Despite substantial differences in the systolic and diastolic reserve capacity during exercise, we demonstrated that pulmonary function was similarly impaired in patients with HFpEF and NCD, except for peak VO2. This led to the poor diagnostic ability of the expired gas parameters in discriminating HFpEF from NCD (all AUCs < 0.61) and these data could be related to the study by Reddy et al.19. Pulmonary diseases are common comorbidities in patients with HFpEF, and diagnosis of HFpEF in this setting is often challenging. The inclusion of more patients with pulmonary diseases in the present study might have worsened the discriminative abilities, but the discriminative abilities were modest even after excluding NCD with significant pulmonary diseases. Further studies are needed to find alternative approaches to identify HFpEF in patients with dyspnea.

We found a limited diagnostic value of the expired gas parameters in distinguishing HFpEF from NCD. However, this does not deny the potential clinical value of CPET imaging for the evaluation and management of HFpEF. CPET provides an objective assessment of exercise capacity by measuring peak VO2. Since exercise stress echocardiography does not allow quantitative evaluation of exercise tolerance, its combination with expired gas anlaysis is of great merit in this regard. One of the goals of HF treatment is to improve functional capacity. Repeat measurements of expired gas data, especially peak VO2, allow assessment of responses to pharmacological interventions or lifestyle modifications in patients with HFpEF26,27,28,29,30. Moreover, expired gas analysis provides important prognostic information for patients with HFpEF. Peak VO2 and the VE vs. VCO2 slope are associated with poor clinical outcomes in patients with HFpEF31,32.

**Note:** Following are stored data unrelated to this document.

#[cfg(test)]
mod tests {
    use super::*;
    use crate::testing::FlatBus;

    fn run(program: &[u8]) -> (Cpu, FlatBus) {
        let mut bus = FlatBus::with_program(0x0100, program);
        let mut cpu = Cpu::new();
        let end = 0x0100 + program.len() as u16;
        while cpu.registers().pc < end && !cpu.halted() {
            cpu.step(&mut bus).expect("valid program");
        }
        (cpu, bus)
    }

    #[test]
    fn test_load_immediate_and_register() {
        // LD B,0x42 ; LD C,B ; LD A,C
        let (cpu, _) = run(&[0x06, 0x42, 0x48, 0x79]);
        assert_eq!(cpu.registers().b, 0x42);
        assert_eq!(cpu.registers().c, 0x42);
        assert_eq!(cpu.registers().a, 0x42);
    }

    #[test]
    fn test_hl_increment_and_decrement_stores() {
        // LD HL,0xC000 ; LD A,0x11 ; LD (HL+),A ; LD (HL-),A
        let (cpu, bus) = run(&[0x21, 0x00, 0xC0, 0x3E, 0x11, 0x22, 0x32]);
        assert_eq!(bus.peek(0xC000), 0x11);
        assert_eq!(bus.peek(0xC001), 0x11);
        assert_eq!(cpu.registers().hl(), 0xC000);
    }

    #[test]
    fn test_store_sp_little_endian() {
        // LD SP,0xBEEF ; LD (0xC010),SP
        let (_, bus) = run(&[0x31, 0xEF, 0xBE, 0x08, 0x10, 0xC0]);
        assert_eq!(bus.peek(0xC010), 0xEF);
        assert_eq!(bus.peek(0xC011), 0xBE);
    }

    #[test]
    fn test_high_page_loads() {
        // LD A,0x5A ; LDH (0x80),A ; LD C,0x80 ; LD A,0 ; LD A,(C)
        let (cpu, bus) = run(&[0x3E, 0x5A, 0xE0, 0x80, 0x0E, 0x80, 0x3E, 0x00, 0xF2]);
        assert_eq!(bus.peek(0xFF80), 0x5A);
        assert_eq!(cpu.registers().a, 0x5A);
    }

    #[test]
    fn test_push_pop_masks_flags() {
        // LD BC,0x12FF ; PUSH BC ; POP AF
        let (cpu, _) = run(&[0x01, 0xFF, 0x12, 0xC5, 0xF1]);
        assert_eq!(cpu.registers().a, 0x12);
        assert_eq!(cpu.registers().f.bits(), 0xF0);
        assert_eq!(cpu.registers().sp, 0xFFFE);
    }

    #[test]
    fn test_push_writes_high_byte_first() {
        let mut bus = FlatBus::with_program(0x0100, &[0xD5]);
        let mut cpu = Cpu::new();
        cpu.registers_mut().set_de(0xABCD);
        cpu.step(&mut bus).unwrap();
        assert_eq!(cpu.registers().sp, 0xFFFC);
        assert_eq!(bus.peek(0xFFFD), 0xAB);
        assert_eq!(bus.peek(0xFFFC), 0xCD);
    }

    #[test]
    fn test_conditional_jump_costs() {
        let mut bus = FlatBus::with_program(0x0100, &[0xC2, 0x00, 0x02, 0xC2, 0x00, 0x02]);
        let mut cpu = Cpu::new();

        // Post-boot F has Z set, so JP NZ falls through
        assert_eq!(cpu.step(&mut bus).unwrap(), 12);
        assert_eq!(cpu.registers().pc, 0x0103);

        cpu.registers_mut().f.set_zero(false);
        assert_eq!(cpu.step(&mut bus).unwrap(), 16);
        assert_eq!(cpu.registers().pc, 0x0200);
    }

    #[test]
    fn test_relative_jump_backwards() {
        let mut bus = FlatBus::with_program(0x0100, &[0x00, 0x18, 0xFD]);
        let mut cpu = Cpu::new();
        cpu.step(&mut bus).unwrap();
        assert_eq!(cpu.step(&mut bus).unwrap(), 12);
        assert_eq!(cpu.registers().pc, 0x0100);
    }

    #[test]
    fn test_call_and_return() {
        let mut bus = FlatBus::with_program(0x0100, &[0xCD, 0x00, 0x02]);
        bus.load(0x0200, &[0xC9]);
        let mut cpu = Cpu::new();

        assert_eq!(cpu.step(&mut bus).unwrap(), 24);
        assert_eq!(cpu.registers().pc, 0x0200);
        assert_eq!(cpu.registers().sp, 0xFFFC);

        assert_eq!(cpu.step(&mut bus).unwrap(), 16);
        assert_eq!(cpu.registers().pc, 0x0103);
        assert_eq!(cpu.registers().sp, 0xFFFE);
    }

    #[test]
    fn test_conditional_return_costs() {
        // RET NC with carry set (post-boot F = B0)
        let mut bus = FlatBus::with_program(0x0100, &[0xD0]);
        let mut cpu = Cpu::new();
        assert_eq!(cpu.step(&mut bus).unwrap(), 8);
        assert_eq!(cpu.registers().pc, 0x0101);
    }

    #[test]
    fn test_reset_vector() {
        let mut bus = FlatBus::with_program(0x0100, &[0xEF]);
        let mut cpu = Cpu::new();
        assert_eq!(cpu.step(&mut bus).unwrap(), 16);
        assert_eq!(cpu.registers().pc, 0x0028);
        assert_eq!(bus.peek(0xFFFC), 0x01);
        assert_eq!(bus.peek(0xFFFD), 0x01);
    }

    #[test]
    fn test_enable_interrupts_is_delayed() {
        // EI ; NOP ; NOP
        let mut bus = FlatBus::with_program(0x0100, &[0xFB, 0x00, 0x00]);
        let mut cpu = Cpu::new();
        cpu.step(&mut bus).unwrap();
        assert!(!cpu.ime());
        cpu.step(&mut bus).unwrap();
        assert!(cpu.ime());
    }

    #[test]
    fn test_disable_cancels_pending_enable() {
        // EI ; DI ; NOP
        let mut bus = FlatBus::with_program(0x0100, &[0xFB, 0xF3, 0x00]);
        let mut cpu = Cpu::new();
        cpu.step(&mut bus).unwrap();
        cpu.step(&mut bus).unwrap();
        cpu.step(&mut bus).unwrap();
        assert!(!cpu.ime());
    }

    #[test]
    fn test_reti_enables_immediately() {
        let mut bus = FlatBus::with_program(0x0100, &[0xD9]);
        let mut cpu = Cpu::new();
        cpu.registers_mut().sp = 0xC000;
        bus.load(0xC000, &[0x34, 0x12]);
        cpu.step(&mut bus).unwrap();
        assert!(cpu.ime());
        assert_eq!(cpu.registers().pc, 0x1234);
    }

    #[test]
    fn test_halt_and_stop() {
        let (cpu, _) = run(&[0x76]);
        assert!(cpu.halted());

        let mut bus = FlatBus::with_program(0x0100, &[0x10, 0x00]);
        let mut cpu = Cpu::new();
        cpu.step(&mut bus).unwrap();
        assert!(cpu.stopped());
        assert!(cpu.halted());
        assert_eq!(cpu.registers().pc, 0x0102);
    }

    #[test]
    fn test_alu_with_indirect_and_immediate() {
        // LD HL,0xC000 ; LD (HL),0x0F ; LD A,0x01 ; ADD A,(HL) ; CP 0x10
        let (cpu, _) = run(&[0x21, 0x00, 0xC0, 0x36, 0x0F, 0x3E, 0x01, 0x86, 0xFE, 0x10]);
        assert_eq!(cpu.registers().a, 0x10);
        assert!(cpu.flags().zero());
        assert!(cpu.flags().subtract());
    }

    #[test]
    fn test_increment_memory() {
        // LD HL,0xC000 ; LD (HL),0xFF ; INC (HL)
        let (cpu, bus) = run(&[0x21, 0x00, 0xC0, 0x36, 0xFF, 0x34]);
        assert_eq!(bus.peek(0xC000), 0x00);
        assert!(cpu.flags().zero());
        assert!(cpu.flags().half_carry());
    }

    #[test]
    fn test_sixteen_bit_arithmetic() {
        // LD HL,0x0FFF ; LD BC,0x0001 ; ADD HL,BC ; DEC BC ; INC SP
        let (cpu, _) = run(&[0x21, 0xFF, 0x0F, 0x01, 0x01, 0x00, 0x09, 0x0B, 0x33]);
        assert_eq!(cpu.registers().hl(), 0x1000);
        assert_eq!(cpu.registers().bc(), 0x0000);
        assert_eq!(cpu.registers().sp, 0xFFFF);
        assert!(cpu.flags().half_carry());
    }

    #[test]
    fn test_stack_pointer_offsets() {
        // LD SP,0xFFF8 ; LD HL,SP+2 ; ADD SP,-8
        let (cpu, _) = run(&[0x31, 0xF8, 0xFF, 0xF8, 0x02, 0xE8, 0xF8]);
        assert_eq!(cpu.registers().hl(), 0xFFFA);
        assert_eq!(cpu.registers().sp, 0xFFF0);
    }

    #[test]
    fn test_accumulator_rotate_clears_zero() {
        // LD A,0x80 ; RLCA
        let (cpu, _) = run(&[0x3E, 0x80, 0x07]);
        assert_eq!(cpu.registers().a, 0x01);
        assert!(!cpu.flags().zero());
        assert!(cpu.flags().carry());

        // XOR A ; RLA with carry clear still leaves Z clear
        let (cpu, _) = run(&[0xAF, 0x17]);
        assert_eq!(cpu.registers().a, 0x00);
        assert!(!cpu.flags().zero());
    }

    #[test]
    fn test_prefixed_bit_ops() {
        // LD A,0x01 ; BIT 0,A ; SET 7,A ; RES 0,A ; SWAP A
        let mut bus = FlatBus::with_program(0x0100, &[0x3E, 0x01, 0xCB, 0x47, 0xCB, 0xFF, 0xCB, 0x87, 0xCB, 0x37]);
        let mut cpu = Cpu::new();
        cpu.step(&mut bus).unwrap();

        assert_eq!(cpu.step(&mut bus).unwrap(), 8);
        assert!(!cpu.flags().zero());
        assert!(cpu.flags().half_carry());

        cpu.step(&mut bus).unwrap();
        assert_eq!(cpu.registers().a, 0x81);
        cpu.step(&mut bus).unwrap();
        assert_eq!(cpu.registers().a, 0x80);
        cpu.step(&mut bus).unwrap();
        assert_eq!(cpu.registers().a, 0x08);
    }

    #[test]
    fn test_prefixed_memory_costs() {
        // LD HL,0xC000 ; BIT 0,(HL) ; SET 0,(HL)
        let mut bus = FlatBus::with_program(0x0100, &[0x21, 0x00, 0xC0, 0xCB, 0x46, 0xCB, 0xC6]);
        let mut cpu = Cpu::new();
        cpu.step(&mut bus).unwrap();
        assert_eq!(cpu.step(&mut bus).unwrap(), 12);
        assert!(cpu.flags().zero());
        assert_eq!(cpu.step(&mut bus).unwrap(), 16);
        assert_eq!(bus.peek(0xC000), 0x01);
        assert_eq!(cpu.registers().pc, 0x0107);
    }

    #[test]
    fn test_decimal_adjust_and_complement() {
        // LD A,0x45 ; ADD A,0x38 ; DAA ; CPL
        let (cpu, _) = run(&[0x3E, 0x45, 0xC6, 0x38, 0x27, 0x2F]);
        assert_eq!(cpu.registers().a, !0x83);
        assert!(cpu.flags().subtract());
        assert!(cpu.flags().half_carry());
    }

    #[test]
    fn test_carry_flag_ops() {
        // SCF ; CCF
        let mut bus = FlatBus::with_program(0x0100, &[0x37, 0x3F]);
        let mut cpu = Cpu::new();
        cpu.step(&mut bus).unwrap();
        assert!(cpu.flags().carry());
        cpu.step(&mut bus).unwrap();
        assert!(!cpu.flags().carry());
        assert!(cpu.flags().zero());
    }

    #[test]
    fn test_invalid_opcode_is_an_error() {
        let mut bus = FlatBus::with_program(0x0100, &[0x00, 0xD3]);
        let mut cpu = Cpu::new();
        cpu.step(&mut bus).unwrap();
        assert_eq!(
            cpu.step(&mut bus),
            Err(CpuError::InvalidOpcode { opcode: 0xD3, pc: 0x0101 })
        );
    }
}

The present study has several limitations. This was a single-center study conducted at a tertiary referral center, introducing a selection bias. All participants were referred for exercise stress testing, which also biased the results. The diagnosis of HFpEF was determined based on the HFA-PEFF algorithm, and a minority of the participants underwent exercise right heart catheterization, which is the current gold standard test. In the current study, expired gas data were obtained in the supine position using a stepped protocol because of simultaneous assessment with exercise stress echocardiography. This might have influenced the overall results, and our findings should be interpreted with caution. We used the septal e′ velocity to calculate E/e′ ratio, rather than the average value. However, septal E/e′ ratio is reported to be highly correlated with pulmonary capillary wedge pressure at rest and during exercise5.

Conclusions

Expired gas analysis provided an simultaneous and objective assessment of exercise capacity during exercise stress echocardiography; however, its diagnostic value in identifying HFpEF among patients with dyspnea was limited. Beyond the application of exercise prescriptions and assessment of exercise capacity, further studies are warranted to determine the role of expired gas analysis in the evaluation and management of HFpEF.